● Problem
Set down exactly the lines below, starting at the one that contains "g: clamp(y - 53294" and ending at the one that contains "Builds the table", with both of those lines included and nothing else.

::::::::::

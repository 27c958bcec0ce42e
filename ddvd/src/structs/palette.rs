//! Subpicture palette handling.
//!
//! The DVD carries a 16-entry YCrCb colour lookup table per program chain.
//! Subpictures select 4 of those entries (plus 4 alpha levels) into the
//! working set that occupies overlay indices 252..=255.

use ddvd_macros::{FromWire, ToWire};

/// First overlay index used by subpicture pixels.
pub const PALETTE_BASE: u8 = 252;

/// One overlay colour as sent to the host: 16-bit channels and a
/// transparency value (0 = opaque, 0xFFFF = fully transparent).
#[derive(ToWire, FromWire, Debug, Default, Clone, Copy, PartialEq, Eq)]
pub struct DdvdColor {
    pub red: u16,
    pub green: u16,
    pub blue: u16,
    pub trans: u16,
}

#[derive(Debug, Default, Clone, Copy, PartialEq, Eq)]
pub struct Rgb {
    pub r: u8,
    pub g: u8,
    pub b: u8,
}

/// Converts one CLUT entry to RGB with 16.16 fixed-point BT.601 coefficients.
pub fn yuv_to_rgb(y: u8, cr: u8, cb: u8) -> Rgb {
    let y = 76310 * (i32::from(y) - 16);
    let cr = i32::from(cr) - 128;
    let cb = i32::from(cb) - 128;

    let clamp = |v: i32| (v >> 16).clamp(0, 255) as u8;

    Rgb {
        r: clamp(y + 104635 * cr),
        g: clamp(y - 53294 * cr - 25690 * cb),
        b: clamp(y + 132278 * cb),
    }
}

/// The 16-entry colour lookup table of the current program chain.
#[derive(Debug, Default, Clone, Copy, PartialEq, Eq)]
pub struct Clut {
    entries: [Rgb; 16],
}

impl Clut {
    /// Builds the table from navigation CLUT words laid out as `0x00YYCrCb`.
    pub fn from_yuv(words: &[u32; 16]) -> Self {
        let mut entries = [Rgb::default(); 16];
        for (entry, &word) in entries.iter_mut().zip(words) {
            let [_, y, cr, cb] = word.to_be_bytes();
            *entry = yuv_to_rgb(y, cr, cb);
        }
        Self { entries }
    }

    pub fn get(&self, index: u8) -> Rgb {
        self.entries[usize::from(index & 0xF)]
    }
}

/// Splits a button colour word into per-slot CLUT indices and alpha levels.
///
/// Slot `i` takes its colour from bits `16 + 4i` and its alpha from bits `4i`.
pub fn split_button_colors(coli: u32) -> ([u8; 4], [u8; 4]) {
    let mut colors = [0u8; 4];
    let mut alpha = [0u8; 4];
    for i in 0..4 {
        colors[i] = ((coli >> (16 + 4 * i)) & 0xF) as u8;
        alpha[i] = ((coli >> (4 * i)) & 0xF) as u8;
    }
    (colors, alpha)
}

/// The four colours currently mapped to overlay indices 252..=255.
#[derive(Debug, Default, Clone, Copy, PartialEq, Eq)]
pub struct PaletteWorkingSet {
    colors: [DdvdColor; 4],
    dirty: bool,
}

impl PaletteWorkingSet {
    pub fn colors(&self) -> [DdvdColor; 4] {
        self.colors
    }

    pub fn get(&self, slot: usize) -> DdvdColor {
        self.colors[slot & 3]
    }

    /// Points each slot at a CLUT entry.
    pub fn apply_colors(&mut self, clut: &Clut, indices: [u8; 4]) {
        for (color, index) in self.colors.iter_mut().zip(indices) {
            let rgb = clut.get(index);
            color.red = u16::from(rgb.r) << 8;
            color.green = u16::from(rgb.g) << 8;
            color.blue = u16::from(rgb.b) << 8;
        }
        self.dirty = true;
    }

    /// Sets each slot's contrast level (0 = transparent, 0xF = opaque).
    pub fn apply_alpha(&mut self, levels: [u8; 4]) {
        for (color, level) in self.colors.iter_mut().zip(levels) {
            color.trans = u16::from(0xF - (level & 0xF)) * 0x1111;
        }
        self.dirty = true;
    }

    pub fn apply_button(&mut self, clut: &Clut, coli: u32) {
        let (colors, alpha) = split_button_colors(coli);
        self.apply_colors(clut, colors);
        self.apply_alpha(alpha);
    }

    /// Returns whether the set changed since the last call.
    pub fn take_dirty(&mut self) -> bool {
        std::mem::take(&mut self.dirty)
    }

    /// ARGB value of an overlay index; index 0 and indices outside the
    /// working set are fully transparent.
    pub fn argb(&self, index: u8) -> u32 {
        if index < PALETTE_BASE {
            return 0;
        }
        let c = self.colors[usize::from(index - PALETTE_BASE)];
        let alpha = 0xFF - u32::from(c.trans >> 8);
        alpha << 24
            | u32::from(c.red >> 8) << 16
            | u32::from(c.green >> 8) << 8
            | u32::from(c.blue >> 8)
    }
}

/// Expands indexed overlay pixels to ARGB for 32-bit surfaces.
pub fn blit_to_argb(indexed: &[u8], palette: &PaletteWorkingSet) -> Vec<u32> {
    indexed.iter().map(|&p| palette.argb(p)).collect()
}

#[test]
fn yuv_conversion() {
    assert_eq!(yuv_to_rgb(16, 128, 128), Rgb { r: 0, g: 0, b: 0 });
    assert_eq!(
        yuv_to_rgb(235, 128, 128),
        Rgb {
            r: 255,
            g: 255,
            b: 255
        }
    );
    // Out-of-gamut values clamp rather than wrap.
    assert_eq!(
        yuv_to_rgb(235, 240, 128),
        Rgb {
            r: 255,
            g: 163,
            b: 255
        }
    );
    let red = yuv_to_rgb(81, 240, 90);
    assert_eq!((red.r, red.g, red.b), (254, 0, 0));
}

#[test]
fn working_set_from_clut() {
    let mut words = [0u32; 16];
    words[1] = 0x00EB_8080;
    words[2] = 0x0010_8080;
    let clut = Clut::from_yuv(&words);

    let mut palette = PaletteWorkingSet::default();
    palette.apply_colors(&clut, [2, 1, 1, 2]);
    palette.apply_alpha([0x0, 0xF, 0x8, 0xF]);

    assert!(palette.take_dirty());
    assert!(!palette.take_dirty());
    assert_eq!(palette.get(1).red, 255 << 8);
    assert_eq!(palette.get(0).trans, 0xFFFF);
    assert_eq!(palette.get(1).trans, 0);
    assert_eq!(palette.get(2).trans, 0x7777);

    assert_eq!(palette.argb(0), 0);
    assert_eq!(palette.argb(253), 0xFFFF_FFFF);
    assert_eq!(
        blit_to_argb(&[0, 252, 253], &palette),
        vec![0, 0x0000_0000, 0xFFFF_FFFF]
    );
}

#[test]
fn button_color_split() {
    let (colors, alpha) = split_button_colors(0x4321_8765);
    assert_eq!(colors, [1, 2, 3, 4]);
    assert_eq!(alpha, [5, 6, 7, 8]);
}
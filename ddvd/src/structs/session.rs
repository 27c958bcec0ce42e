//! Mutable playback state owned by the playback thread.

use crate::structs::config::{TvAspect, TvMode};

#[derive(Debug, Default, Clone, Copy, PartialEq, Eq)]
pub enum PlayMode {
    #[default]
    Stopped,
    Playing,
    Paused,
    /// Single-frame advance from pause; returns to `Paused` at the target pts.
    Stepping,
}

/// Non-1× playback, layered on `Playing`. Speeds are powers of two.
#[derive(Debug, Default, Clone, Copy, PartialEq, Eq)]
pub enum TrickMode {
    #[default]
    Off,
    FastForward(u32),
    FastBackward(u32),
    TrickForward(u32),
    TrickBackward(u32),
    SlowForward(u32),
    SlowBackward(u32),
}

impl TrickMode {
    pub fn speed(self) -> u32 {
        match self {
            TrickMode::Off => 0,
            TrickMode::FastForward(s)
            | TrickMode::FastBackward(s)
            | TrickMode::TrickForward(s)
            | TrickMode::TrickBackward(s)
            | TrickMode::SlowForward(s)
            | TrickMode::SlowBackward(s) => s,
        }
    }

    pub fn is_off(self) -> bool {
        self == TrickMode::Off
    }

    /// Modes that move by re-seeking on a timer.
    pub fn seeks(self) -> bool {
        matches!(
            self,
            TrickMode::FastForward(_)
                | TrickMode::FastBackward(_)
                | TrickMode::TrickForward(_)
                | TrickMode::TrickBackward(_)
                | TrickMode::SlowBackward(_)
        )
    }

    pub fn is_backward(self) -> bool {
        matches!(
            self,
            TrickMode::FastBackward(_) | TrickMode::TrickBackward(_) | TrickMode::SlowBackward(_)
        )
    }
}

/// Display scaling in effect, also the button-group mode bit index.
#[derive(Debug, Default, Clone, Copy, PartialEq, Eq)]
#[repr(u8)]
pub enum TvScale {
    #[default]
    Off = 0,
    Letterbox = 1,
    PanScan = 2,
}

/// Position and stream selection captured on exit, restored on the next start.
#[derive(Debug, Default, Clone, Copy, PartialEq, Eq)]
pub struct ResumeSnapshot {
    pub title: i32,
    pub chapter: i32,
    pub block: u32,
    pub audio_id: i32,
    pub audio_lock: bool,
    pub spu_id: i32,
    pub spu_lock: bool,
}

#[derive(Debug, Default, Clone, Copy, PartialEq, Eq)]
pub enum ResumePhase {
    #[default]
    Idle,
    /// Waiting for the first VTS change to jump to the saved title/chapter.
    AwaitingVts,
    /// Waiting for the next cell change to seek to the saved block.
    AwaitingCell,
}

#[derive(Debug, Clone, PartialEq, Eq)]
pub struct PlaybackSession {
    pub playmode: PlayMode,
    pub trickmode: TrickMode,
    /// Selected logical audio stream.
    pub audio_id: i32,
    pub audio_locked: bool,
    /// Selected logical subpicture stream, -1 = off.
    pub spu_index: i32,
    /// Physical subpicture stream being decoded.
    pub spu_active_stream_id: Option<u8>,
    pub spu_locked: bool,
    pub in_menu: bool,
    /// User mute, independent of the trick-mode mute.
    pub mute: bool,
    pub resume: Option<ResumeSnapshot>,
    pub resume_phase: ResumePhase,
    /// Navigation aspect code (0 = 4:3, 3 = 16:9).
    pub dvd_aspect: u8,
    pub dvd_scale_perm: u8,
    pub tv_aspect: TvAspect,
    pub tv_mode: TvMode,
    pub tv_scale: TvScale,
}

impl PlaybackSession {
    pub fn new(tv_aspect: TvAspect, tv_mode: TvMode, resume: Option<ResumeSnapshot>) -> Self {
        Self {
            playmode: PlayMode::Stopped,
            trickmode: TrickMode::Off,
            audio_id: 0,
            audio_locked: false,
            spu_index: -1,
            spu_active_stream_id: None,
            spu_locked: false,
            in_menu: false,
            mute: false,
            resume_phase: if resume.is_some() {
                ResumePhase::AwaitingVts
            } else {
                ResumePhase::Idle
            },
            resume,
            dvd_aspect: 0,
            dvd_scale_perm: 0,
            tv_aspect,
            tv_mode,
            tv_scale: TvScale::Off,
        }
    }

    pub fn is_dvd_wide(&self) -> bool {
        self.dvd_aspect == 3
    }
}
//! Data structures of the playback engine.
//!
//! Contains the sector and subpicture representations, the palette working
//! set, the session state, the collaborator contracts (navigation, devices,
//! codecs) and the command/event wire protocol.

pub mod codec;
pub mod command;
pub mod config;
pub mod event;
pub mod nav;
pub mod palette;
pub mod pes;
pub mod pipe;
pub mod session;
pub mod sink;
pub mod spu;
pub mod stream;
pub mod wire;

::::::::::

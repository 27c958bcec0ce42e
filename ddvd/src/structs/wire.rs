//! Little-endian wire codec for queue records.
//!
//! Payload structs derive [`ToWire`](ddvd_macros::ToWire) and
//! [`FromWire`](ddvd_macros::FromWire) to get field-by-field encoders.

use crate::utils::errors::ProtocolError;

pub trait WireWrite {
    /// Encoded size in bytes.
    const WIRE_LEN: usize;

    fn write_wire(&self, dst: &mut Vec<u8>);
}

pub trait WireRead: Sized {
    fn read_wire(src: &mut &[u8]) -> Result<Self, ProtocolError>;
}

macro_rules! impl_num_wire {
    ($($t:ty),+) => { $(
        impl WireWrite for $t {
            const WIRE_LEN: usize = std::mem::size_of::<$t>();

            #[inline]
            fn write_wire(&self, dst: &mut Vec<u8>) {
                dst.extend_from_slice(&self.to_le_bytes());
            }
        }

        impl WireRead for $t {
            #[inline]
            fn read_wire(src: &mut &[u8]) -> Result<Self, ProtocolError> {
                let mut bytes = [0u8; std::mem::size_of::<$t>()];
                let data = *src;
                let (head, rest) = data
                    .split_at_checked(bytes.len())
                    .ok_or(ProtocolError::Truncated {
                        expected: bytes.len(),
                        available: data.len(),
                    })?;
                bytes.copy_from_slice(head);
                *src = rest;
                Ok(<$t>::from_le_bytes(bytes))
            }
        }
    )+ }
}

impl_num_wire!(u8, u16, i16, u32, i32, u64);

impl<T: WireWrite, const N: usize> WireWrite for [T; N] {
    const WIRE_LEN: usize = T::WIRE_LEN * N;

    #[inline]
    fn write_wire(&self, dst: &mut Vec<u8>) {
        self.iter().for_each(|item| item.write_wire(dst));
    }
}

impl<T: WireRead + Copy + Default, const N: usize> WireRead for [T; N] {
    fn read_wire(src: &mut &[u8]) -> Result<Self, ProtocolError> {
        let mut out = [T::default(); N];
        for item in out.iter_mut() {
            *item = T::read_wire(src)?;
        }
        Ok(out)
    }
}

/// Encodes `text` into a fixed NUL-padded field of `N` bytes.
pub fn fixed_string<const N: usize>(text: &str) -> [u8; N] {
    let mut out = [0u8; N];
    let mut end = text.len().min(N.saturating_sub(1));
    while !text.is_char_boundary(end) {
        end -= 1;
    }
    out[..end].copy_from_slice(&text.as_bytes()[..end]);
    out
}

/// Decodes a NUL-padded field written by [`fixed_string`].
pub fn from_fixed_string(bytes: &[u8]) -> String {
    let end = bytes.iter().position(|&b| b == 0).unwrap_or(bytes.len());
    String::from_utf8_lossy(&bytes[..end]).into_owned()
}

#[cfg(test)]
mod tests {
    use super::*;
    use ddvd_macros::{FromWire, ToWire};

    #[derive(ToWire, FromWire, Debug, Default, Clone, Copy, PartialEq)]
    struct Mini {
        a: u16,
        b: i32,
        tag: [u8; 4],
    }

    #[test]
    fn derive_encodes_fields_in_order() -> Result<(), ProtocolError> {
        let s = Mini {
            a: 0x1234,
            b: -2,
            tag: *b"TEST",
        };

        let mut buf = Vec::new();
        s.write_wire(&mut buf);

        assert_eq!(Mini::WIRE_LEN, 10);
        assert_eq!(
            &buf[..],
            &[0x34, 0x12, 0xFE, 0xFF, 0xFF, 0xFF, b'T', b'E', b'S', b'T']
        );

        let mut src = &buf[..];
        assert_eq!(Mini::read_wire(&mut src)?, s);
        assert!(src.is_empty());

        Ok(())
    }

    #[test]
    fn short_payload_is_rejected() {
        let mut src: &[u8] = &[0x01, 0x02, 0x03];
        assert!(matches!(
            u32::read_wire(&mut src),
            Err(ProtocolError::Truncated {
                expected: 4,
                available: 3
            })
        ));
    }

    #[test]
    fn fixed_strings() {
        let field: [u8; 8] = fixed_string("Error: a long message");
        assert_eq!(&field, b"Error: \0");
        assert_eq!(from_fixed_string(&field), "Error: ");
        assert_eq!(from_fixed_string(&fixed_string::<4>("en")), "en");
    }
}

::::::::::

● Answer for the task
        g: clamp(y - 53294 * cr - 25690 * cb),
        b: clamp(y + 132278 * cb),
    }
}

/// The 16-entry colour lookup table of the current program chain.
#[derive(Debug, Default, Clone, Copy, PartialEq, Eq)]
pub struct Clut {
    entries: [Rgb; 16],
}

impl Clut {
    /// Builds the table from navigation CLUT words laid out as `0x00YYCrCb`.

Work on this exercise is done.